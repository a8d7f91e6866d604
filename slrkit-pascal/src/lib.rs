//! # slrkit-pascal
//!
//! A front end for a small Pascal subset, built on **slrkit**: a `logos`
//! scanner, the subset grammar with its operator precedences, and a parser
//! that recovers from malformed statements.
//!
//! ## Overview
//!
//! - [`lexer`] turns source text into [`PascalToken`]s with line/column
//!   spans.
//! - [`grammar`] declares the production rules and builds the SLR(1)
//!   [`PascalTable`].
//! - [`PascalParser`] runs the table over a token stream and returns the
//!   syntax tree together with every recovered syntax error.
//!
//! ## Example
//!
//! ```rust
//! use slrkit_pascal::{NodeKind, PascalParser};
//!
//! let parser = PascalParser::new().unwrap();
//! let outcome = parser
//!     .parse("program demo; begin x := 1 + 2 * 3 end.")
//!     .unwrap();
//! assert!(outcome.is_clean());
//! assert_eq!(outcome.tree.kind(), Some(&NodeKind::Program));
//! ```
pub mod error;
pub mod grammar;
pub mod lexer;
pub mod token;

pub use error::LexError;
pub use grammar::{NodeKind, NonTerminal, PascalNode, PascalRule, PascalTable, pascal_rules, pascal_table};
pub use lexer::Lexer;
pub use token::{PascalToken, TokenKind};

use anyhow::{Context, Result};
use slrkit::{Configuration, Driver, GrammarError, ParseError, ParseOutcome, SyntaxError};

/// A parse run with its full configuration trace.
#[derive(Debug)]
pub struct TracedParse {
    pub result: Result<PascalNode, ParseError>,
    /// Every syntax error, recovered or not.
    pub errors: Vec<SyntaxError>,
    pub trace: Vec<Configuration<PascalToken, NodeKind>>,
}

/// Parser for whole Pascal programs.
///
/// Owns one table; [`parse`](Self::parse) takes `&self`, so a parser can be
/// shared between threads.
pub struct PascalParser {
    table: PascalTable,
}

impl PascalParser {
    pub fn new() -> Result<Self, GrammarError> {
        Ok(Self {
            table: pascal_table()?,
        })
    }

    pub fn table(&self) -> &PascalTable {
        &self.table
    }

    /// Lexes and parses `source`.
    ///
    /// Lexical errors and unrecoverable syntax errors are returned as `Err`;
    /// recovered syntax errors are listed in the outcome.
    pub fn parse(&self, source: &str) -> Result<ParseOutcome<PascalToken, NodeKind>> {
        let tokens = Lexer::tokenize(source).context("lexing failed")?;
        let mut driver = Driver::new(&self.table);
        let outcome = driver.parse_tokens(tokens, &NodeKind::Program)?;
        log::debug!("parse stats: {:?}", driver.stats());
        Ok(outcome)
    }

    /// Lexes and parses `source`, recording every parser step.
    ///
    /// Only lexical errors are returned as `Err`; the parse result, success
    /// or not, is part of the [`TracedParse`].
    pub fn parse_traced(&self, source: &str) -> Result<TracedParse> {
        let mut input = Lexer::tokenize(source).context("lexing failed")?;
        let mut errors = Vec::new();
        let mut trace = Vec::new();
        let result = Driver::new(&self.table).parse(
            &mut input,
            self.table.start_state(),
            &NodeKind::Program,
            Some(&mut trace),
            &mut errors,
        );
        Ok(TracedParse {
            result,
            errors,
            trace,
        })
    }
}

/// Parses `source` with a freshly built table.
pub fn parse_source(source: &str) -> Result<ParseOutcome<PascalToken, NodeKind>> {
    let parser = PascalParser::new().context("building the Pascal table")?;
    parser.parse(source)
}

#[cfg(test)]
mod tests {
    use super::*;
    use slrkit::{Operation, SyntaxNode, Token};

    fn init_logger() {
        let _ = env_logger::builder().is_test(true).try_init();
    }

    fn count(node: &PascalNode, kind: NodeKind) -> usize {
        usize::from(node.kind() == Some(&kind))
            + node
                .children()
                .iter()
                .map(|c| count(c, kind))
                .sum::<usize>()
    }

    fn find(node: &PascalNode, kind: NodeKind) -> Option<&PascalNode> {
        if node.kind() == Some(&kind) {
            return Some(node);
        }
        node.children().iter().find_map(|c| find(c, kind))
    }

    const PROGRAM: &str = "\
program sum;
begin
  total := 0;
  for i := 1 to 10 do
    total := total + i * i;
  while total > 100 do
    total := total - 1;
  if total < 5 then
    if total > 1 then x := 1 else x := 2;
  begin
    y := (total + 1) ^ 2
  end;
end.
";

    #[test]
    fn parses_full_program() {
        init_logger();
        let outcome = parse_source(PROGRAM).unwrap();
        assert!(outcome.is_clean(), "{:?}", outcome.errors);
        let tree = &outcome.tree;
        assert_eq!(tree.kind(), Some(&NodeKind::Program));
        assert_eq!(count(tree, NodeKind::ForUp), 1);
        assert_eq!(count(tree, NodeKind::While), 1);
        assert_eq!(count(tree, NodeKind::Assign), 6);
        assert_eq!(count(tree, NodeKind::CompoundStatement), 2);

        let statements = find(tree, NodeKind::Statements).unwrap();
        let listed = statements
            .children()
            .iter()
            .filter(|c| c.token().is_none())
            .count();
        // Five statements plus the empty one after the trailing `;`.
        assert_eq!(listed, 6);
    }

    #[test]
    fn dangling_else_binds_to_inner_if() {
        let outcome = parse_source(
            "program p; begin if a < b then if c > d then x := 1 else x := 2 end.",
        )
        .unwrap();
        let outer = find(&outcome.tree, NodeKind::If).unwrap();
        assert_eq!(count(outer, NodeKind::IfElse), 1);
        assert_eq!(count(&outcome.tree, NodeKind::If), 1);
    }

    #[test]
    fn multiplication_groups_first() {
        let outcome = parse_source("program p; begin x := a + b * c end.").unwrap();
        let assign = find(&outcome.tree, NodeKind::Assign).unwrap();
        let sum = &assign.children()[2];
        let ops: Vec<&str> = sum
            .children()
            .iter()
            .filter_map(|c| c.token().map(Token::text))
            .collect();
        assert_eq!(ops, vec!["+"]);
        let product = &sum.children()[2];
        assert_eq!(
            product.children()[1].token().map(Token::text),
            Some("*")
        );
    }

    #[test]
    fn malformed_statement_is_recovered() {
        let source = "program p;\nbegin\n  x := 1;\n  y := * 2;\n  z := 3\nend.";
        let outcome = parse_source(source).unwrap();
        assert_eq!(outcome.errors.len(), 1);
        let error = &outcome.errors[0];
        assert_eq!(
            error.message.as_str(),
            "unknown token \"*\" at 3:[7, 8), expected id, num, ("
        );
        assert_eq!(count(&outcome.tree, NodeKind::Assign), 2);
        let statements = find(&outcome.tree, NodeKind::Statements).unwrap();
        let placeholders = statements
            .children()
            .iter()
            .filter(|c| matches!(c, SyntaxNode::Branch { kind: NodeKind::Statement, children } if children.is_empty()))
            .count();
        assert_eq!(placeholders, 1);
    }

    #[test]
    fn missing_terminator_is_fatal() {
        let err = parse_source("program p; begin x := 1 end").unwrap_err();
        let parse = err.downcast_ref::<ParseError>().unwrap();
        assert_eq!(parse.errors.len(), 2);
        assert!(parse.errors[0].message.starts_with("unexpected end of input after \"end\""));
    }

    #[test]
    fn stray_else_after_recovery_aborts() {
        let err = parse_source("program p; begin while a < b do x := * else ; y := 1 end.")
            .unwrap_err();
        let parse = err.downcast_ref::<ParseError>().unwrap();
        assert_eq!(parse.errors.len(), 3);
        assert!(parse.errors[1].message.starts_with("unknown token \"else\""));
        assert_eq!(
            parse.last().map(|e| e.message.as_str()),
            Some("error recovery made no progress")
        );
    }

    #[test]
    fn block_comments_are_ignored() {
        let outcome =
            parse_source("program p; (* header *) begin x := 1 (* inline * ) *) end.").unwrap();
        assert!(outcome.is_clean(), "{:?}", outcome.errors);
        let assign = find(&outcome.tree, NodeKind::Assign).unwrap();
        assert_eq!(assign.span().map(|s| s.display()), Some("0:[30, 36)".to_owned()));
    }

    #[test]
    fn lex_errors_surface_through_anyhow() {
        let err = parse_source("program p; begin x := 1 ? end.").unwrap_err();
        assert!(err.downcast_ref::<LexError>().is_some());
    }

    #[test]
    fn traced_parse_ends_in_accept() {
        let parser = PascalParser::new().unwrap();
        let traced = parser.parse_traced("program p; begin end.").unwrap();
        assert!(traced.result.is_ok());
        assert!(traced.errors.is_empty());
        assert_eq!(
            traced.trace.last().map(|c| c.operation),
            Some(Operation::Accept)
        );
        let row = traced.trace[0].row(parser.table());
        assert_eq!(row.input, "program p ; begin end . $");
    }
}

+ + + + + + +

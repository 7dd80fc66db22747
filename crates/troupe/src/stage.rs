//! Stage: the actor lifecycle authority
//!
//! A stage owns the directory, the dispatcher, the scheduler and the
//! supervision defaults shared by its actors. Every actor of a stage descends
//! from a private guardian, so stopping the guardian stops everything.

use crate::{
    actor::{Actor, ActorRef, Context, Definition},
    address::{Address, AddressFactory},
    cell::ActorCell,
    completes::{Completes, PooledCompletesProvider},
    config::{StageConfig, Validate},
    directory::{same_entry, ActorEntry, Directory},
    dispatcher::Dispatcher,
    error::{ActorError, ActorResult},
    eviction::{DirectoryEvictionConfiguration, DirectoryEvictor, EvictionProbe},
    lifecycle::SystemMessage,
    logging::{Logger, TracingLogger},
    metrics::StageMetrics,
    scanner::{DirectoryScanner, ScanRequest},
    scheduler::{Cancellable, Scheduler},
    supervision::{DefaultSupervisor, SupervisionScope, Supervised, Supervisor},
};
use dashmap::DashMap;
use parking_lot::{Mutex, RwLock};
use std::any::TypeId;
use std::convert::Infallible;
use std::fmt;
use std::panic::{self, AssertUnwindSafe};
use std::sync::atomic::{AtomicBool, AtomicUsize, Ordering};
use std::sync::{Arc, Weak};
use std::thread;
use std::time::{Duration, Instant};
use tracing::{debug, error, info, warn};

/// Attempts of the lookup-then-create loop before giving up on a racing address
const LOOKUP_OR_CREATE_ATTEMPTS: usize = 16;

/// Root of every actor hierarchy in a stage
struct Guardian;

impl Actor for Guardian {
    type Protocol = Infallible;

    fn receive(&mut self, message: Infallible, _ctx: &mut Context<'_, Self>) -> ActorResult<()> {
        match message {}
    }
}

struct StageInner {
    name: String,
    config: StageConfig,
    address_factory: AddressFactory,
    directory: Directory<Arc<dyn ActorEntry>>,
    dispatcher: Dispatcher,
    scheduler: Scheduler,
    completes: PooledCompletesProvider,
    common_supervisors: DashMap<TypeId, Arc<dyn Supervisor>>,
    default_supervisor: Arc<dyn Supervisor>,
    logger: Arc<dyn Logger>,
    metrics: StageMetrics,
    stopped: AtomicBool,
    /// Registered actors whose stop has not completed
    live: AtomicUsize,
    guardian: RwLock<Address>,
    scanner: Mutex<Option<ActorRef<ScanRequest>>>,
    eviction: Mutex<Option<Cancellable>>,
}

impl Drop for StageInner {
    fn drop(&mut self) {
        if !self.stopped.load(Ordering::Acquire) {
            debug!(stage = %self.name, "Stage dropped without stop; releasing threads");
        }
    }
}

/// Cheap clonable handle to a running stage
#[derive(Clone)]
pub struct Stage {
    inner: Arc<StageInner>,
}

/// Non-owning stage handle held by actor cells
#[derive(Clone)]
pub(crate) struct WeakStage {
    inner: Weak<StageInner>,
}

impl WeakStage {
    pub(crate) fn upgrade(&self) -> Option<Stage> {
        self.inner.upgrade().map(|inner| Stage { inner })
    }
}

+ + + + + + +

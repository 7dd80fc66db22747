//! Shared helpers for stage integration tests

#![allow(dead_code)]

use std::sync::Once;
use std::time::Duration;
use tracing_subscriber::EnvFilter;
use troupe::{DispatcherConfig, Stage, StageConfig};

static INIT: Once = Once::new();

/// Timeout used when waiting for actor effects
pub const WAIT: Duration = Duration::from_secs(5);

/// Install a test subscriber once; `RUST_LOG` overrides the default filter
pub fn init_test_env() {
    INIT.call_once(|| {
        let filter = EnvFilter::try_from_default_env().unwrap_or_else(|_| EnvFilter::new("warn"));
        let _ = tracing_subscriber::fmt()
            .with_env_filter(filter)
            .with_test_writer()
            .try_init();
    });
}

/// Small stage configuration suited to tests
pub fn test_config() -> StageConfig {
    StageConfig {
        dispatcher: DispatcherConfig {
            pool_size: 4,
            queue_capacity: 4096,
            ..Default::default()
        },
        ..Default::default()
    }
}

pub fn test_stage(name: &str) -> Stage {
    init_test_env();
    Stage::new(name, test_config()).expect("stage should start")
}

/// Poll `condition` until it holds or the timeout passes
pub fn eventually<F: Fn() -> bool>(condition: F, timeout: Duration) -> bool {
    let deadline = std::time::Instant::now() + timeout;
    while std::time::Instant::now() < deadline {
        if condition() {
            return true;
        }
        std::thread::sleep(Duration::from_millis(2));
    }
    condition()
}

+ + + + + + +

● Work instructions:
Look through the material above and pick out each line holding the word "Duration".

● Task answer:
use std::time::{Duration, Instant};
use std::time::Duration;
pub const WAIT: Duration = Duration::from_secs(5);
pub fn eventually<F: Fn() -> bool>(condition: F, timeout: Duration) -> bool {
        std::thread::sleep(Duration::from_millis(2));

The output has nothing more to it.